> Assigned task
Among the records, which lines hold the word "Duration"? Pick them out.

- Opening Delimiter -

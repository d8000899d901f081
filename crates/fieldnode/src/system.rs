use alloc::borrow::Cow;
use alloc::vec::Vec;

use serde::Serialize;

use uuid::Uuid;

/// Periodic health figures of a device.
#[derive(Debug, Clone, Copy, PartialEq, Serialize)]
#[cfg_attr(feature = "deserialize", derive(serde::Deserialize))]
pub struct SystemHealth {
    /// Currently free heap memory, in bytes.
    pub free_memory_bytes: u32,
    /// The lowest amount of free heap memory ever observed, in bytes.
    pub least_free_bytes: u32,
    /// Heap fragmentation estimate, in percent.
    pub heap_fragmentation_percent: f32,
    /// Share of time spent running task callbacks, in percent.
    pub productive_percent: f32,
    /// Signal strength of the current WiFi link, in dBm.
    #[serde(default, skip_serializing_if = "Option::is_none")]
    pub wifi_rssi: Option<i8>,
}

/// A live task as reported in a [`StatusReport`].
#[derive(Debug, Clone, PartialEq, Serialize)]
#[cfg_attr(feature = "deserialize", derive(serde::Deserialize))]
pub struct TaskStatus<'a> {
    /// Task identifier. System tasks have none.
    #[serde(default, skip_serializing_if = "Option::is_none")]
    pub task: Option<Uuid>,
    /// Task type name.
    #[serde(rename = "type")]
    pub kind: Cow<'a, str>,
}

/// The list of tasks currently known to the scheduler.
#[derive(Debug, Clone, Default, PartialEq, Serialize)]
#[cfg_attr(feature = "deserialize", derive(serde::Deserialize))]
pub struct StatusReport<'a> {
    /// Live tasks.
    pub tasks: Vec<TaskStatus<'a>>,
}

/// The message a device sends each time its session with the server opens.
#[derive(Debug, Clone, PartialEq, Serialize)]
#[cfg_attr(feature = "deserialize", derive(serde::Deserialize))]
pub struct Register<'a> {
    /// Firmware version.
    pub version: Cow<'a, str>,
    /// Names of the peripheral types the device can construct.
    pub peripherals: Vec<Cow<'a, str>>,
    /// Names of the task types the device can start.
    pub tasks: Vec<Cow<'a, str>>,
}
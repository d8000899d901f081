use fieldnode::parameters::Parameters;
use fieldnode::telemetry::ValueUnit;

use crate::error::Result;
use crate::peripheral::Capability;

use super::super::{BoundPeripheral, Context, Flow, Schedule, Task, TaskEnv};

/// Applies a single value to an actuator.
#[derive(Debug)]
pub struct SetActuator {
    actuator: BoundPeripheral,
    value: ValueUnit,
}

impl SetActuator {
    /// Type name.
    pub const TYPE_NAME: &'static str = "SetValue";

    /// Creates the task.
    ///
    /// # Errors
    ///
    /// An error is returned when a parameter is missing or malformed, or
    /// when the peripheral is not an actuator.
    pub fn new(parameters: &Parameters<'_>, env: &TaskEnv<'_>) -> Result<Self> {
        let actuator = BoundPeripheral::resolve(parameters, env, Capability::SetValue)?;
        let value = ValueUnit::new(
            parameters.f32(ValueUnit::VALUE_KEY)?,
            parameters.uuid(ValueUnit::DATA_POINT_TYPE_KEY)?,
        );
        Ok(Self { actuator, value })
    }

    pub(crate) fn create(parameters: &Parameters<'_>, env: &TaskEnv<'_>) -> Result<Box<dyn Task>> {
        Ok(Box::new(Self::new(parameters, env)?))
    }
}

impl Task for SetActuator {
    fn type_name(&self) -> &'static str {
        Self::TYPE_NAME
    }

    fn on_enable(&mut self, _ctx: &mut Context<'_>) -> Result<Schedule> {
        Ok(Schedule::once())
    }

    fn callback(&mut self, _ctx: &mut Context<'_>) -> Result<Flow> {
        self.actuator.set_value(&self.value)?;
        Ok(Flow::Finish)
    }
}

- Closing Delimiter -
- Opening Delimiter -

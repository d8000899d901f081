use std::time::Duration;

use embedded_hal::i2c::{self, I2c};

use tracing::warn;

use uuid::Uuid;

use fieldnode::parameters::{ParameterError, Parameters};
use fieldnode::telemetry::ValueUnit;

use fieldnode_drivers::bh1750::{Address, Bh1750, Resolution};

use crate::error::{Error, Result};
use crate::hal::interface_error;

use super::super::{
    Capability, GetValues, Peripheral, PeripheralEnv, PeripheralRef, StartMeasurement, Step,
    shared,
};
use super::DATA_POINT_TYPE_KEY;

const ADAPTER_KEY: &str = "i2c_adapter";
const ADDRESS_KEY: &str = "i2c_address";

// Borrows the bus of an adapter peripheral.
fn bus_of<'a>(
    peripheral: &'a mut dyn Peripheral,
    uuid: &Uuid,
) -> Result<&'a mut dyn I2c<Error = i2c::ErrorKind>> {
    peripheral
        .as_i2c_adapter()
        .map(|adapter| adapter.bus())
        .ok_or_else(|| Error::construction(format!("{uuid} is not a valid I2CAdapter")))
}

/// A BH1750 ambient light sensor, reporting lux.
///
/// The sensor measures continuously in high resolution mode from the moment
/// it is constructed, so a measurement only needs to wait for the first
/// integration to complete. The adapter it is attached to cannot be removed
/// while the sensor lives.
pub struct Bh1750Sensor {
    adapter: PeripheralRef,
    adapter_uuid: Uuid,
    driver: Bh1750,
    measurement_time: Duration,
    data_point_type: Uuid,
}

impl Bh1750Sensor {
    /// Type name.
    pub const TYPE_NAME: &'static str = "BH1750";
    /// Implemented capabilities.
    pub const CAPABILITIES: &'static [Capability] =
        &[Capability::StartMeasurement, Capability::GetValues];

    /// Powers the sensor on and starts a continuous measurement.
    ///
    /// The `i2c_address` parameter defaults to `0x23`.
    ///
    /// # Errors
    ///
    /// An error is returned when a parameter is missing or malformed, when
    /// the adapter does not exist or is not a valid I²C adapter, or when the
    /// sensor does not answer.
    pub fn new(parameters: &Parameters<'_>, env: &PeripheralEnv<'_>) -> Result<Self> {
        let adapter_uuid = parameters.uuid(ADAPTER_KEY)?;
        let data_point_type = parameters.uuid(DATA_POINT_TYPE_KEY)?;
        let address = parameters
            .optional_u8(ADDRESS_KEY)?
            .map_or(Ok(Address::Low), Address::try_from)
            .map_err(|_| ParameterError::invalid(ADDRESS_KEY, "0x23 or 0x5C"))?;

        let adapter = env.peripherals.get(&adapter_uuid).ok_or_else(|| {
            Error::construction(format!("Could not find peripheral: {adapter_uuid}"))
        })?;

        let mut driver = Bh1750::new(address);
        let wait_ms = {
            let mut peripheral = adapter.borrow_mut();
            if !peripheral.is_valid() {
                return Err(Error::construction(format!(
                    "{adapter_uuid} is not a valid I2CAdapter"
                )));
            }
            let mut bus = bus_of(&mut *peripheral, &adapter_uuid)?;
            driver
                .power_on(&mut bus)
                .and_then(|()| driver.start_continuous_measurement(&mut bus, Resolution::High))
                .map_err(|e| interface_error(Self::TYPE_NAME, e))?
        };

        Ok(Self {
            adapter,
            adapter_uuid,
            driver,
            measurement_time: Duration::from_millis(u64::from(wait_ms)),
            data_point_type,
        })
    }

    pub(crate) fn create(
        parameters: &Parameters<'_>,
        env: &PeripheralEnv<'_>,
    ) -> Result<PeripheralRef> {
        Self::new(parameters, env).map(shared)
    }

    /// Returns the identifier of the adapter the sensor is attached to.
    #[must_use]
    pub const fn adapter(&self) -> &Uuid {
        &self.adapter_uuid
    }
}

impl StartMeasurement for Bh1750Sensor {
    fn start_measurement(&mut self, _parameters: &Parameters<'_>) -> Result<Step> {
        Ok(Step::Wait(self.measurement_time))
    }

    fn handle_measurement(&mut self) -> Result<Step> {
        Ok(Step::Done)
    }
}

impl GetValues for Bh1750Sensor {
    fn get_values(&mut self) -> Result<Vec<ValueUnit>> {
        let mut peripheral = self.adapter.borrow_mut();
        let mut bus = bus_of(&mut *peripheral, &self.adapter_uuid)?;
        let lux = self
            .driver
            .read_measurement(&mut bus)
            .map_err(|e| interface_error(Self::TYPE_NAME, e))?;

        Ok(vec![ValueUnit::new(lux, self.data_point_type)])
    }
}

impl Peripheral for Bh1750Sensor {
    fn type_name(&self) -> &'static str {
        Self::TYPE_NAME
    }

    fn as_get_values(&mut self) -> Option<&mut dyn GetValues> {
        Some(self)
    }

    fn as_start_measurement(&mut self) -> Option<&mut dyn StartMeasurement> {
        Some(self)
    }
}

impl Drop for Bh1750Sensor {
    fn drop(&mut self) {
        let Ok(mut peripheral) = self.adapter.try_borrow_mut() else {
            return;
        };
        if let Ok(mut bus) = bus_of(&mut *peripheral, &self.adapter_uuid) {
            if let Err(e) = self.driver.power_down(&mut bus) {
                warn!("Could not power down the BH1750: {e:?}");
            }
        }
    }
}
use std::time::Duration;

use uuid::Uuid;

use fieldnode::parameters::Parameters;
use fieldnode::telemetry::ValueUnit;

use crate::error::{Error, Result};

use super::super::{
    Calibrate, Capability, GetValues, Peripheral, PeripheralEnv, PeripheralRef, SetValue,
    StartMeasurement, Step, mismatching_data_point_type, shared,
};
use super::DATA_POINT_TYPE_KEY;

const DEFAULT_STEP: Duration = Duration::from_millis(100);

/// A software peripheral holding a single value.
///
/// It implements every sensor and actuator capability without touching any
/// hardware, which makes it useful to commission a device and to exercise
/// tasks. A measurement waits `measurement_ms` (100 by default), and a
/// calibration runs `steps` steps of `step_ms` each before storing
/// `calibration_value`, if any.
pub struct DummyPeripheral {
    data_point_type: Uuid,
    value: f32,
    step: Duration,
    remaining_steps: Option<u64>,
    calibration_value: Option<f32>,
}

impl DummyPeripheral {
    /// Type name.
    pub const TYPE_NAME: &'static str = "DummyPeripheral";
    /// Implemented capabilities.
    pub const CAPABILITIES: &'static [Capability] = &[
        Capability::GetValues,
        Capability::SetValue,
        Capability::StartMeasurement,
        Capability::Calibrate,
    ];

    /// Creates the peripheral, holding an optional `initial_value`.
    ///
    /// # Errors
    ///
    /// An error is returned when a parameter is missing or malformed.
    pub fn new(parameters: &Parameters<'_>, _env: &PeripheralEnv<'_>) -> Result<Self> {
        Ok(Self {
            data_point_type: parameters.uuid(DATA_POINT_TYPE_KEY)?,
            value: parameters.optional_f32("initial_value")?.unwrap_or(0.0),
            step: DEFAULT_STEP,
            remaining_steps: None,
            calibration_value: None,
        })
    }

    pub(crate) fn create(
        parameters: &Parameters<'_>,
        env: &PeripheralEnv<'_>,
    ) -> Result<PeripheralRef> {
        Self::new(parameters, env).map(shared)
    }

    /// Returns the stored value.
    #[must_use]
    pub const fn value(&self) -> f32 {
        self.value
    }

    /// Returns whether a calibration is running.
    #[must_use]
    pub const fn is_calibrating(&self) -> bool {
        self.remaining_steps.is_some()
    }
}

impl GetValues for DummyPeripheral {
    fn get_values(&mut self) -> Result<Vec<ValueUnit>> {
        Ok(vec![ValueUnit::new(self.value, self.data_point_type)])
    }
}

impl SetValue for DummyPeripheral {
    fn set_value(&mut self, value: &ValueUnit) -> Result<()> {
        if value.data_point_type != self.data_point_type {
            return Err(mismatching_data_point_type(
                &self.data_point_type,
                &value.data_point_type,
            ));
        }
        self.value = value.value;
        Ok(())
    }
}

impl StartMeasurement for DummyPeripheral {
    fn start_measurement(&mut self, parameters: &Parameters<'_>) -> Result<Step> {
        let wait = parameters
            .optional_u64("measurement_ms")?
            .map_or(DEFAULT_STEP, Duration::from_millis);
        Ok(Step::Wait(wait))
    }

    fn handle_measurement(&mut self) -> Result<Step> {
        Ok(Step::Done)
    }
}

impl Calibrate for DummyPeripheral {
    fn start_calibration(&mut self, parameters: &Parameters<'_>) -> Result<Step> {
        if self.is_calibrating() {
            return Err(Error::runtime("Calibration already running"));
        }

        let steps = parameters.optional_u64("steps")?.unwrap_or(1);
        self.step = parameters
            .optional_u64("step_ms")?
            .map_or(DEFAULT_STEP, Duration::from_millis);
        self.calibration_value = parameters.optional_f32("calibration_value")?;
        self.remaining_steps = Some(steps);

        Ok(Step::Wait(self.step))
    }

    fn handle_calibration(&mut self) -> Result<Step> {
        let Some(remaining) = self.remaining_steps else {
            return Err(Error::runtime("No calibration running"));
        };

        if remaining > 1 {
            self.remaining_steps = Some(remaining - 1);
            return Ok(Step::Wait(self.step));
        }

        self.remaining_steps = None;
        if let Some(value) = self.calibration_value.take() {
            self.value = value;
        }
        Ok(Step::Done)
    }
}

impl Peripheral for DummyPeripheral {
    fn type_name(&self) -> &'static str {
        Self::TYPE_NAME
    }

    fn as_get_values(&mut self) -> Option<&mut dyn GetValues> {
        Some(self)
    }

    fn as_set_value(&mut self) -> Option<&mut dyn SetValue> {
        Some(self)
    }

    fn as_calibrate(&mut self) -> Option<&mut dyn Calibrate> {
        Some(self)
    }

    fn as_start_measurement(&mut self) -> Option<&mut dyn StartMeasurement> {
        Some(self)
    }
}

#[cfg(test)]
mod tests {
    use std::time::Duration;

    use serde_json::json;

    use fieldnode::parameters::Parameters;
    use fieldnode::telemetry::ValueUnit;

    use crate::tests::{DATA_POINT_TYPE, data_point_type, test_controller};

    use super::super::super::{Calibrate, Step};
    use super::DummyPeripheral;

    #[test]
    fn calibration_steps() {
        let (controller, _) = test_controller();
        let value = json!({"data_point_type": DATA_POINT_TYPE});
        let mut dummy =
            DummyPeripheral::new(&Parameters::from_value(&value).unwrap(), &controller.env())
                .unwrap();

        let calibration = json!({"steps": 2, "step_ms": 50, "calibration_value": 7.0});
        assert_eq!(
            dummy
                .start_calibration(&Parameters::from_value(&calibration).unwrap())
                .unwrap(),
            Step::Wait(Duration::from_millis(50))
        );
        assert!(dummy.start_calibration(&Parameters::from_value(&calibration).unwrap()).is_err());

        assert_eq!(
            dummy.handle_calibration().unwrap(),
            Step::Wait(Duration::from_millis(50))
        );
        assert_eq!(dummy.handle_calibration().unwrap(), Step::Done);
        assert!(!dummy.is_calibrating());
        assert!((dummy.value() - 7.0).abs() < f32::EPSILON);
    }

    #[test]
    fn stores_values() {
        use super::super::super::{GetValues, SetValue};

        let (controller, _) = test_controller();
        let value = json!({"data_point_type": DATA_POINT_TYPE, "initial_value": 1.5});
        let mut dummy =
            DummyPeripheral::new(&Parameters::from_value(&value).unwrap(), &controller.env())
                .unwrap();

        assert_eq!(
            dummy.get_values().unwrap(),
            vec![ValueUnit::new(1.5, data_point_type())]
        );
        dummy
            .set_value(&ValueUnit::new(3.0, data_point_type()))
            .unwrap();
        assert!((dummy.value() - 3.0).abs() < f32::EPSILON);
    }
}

- Closing Delimiter -
- Opening Delimiter -

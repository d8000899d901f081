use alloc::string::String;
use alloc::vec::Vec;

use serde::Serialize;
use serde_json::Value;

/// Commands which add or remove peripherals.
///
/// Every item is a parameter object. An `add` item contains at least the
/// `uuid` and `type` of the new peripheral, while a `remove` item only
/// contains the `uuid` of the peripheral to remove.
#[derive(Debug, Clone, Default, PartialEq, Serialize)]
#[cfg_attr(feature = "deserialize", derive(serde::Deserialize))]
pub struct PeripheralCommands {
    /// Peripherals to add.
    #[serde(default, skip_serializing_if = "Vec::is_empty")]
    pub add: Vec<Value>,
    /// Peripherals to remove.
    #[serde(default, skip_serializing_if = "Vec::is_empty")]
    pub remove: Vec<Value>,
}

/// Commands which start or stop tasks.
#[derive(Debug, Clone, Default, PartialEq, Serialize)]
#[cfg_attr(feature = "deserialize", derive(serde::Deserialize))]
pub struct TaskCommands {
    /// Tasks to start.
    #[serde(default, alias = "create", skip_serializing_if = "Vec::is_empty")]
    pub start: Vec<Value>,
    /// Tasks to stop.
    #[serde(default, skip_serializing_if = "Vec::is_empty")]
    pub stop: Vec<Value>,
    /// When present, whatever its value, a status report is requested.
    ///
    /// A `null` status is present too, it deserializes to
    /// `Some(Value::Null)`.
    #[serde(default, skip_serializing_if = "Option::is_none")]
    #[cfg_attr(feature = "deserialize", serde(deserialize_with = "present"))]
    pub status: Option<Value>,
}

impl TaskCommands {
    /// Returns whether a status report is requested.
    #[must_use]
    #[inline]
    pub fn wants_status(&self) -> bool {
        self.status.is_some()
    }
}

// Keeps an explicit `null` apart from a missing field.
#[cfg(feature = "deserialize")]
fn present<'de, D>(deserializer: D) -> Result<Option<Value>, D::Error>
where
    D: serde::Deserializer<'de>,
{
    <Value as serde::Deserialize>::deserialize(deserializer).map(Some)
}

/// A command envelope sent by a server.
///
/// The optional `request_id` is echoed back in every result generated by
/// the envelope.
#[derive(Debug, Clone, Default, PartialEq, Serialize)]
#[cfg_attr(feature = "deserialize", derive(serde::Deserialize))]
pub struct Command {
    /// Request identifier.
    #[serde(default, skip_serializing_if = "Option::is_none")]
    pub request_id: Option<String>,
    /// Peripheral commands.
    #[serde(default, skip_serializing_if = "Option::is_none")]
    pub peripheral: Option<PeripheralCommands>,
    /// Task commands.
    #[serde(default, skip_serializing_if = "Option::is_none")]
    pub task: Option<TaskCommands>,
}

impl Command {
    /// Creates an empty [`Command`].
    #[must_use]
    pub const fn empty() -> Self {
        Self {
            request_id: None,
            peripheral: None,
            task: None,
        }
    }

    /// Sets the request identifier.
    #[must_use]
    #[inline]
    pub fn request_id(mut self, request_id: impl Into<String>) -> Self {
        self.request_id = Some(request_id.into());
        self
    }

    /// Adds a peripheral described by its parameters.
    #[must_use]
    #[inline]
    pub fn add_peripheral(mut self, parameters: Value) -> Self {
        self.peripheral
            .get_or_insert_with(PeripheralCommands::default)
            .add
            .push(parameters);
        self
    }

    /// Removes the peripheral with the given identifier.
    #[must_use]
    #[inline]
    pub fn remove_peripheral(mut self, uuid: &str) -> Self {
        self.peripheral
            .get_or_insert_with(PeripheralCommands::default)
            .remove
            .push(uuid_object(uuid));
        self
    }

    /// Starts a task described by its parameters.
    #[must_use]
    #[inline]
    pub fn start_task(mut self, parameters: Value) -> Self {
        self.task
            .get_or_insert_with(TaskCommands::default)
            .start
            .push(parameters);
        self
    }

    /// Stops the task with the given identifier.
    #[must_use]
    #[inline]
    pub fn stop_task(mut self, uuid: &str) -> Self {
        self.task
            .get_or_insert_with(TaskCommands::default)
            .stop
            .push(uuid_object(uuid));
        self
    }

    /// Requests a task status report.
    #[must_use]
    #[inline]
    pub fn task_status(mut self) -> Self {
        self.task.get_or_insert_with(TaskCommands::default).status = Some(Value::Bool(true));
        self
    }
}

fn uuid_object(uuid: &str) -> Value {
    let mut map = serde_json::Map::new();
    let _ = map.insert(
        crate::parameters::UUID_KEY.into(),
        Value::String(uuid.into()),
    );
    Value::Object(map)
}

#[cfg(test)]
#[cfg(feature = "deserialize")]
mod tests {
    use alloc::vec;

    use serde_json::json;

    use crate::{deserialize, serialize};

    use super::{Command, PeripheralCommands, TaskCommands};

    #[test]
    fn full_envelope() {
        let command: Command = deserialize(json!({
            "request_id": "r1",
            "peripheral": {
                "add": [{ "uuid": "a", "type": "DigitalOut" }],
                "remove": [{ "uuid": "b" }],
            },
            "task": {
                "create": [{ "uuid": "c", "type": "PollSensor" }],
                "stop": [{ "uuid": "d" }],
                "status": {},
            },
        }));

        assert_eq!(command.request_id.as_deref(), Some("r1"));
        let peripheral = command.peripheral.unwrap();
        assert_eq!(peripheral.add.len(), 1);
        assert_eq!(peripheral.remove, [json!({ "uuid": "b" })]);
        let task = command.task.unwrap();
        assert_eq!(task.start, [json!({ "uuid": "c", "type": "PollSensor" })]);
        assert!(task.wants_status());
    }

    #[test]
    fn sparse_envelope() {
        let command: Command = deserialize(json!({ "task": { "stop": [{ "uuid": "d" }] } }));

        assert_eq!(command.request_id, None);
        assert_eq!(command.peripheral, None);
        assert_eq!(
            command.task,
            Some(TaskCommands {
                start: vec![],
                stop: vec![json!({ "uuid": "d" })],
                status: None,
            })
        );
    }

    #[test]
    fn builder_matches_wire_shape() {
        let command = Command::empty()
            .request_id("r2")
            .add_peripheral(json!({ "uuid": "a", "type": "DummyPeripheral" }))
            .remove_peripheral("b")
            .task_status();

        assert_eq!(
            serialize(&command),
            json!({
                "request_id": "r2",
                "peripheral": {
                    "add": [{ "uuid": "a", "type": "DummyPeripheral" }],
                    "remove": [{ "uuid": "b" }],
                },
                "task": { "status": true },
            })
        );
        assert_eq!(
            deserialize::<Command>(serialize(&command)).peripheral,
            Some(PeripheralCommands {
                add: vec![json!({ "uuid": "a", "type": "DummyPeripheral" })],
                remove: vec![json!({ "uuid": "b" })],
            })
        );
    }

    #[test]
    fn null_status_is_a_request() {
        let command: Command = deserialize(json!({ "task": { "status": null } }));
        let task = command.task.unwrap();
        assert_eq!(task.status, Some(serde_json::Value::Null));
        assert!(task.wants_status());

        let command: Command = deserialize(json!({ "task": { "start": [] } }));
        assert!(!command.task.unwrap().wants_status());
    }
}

- Closing Delimiter -

> Task result
use std::time::Duration;
    measurement_time: Duration,
            measurement_time: Duration::from_millis(u64::from(wait_ms)),
use std::time::Duration;
const DEFAULT_STEP: Duration = Duration::from_millis(100);
    step: Duration,
            .map_or(DEFAULT_STEP, Duration::from_millis);
            .map_or(DEFAULT_STEP, Duration::from_millis);
    use std::time::Duration;
            Step::Wait(Duration::from_millis(50))
            Step::Wait(Duration::from_millis(50))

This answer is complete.